Educational guidance company

The Hotcourses Group was the public name for Hotcourses Ltd, an educational guidance company based in Fulham and the world's largest course database.

In January 2017, Hotcourses Group was bought by IDP Education and was rebranded as IDP Hotcourses in January 2019.

==History==
Hotcourses Ltd was founded in 1996 by Jeremy Hunt and Mike Elms. Initially, the company focused on listing courses in the United Kingdom, providing information on further and higher education options. Over time, it expanded its reach internationally, offering services in multiple countries, including the United States, Australia, and Asia.

In 2013 changes to Hotcourses' articles of association were filed at Companies House three years late.

In January 2017, IDP Education, an Australian international education organisation, acquired Hotcourses Group for £30 million. Following the acquisition, the Hotcourses Group was renamed as IDP Hotcourses.

As part of its activities, Hotcourses Group also supported The Hotcourses Foundation, established in 2004, which collaborated with Nyumbani UK to provide educational resources for children in Kenya.

==IDP Hotcourses==
IDP Hotcourses is an online higher education information platform, focused on international students. Part of IDP Education, it provides course details from universities around the world, and advice on studying abroad. IDP Hotcourses has its roots in the Hotcourses Group. Under its Hotcourses brand, the company provided information about higher education and recreational courses, with a website launching in 2000.

Subsequently, Hotcourses expanded into international education. Its flagship study abroad research website, Hotcourses Abroad, launched in 2008. This was followed by several other sites, each serving audiences in different parts of the world.
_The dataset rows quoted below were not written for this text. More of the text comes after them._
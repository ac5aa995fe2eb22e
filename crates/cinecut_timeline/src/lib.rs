// SPDX-License-Identifier: MIT OR Apache-2.0
//! Timeline data model and edit engine for CineCut.
//!
//! This crate provides the editing core:
//! - Layers, tracks, clips and track elements addressed by id
//! - Half-open interval arithmetic with source in-points
//! - Transactional edits (trim, roll, slide, ripple, move) validated against
//!   a simulated overlay before committing
//! - Bounded undo/redo over committed edit records
//!
//! ## Architecture
//!
//! The [`Timeline`] owns all structure and funnels every mutation through
//! invariant validation; [`EditEngine`] implements the multi-clip edit
//! algorithms on top of it. A failed edit never mutates the timeline.

pub mod clip;
pub mod edit;
pub mod element;
pub mod error;
pub mod history;
pub mod layer;
pub mod time;
pub mod timeline;
pub mod track;

pub use clip::{Clip, ClipId};
pub use edit::{ClipChange, EditEngine, EditOutcome, SlidePolicy};
pub use element::{ElementId, TrackElement};
pub use error::EditError;
pub use history::{EditHistory, EditRecord, HistoryError};
pub use layer::{Layer, LayerId};
pub use time::{Edge, Interval, Time};
pub use timeline::Timeline;
pub use track::{Track, TrackId, TrackKind};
In 2017, the Hotcourses Group was sold to IDP Education. The company changed its name to IDP Connect in 2019, before coming under the IDP Education brand in 2024. At the same time, the Hotcourses websites were renamed IDP Hotcourses.

=== Services ===
IDP Hotcourses offers course information from more than 2,700 higher education institutions worldwide. Most of these are universities and colleges in the UK, USA, Canada, Australia, New Zealand and Ireland. Students can contact institutions through the platform for more details, with a view to applying for a course.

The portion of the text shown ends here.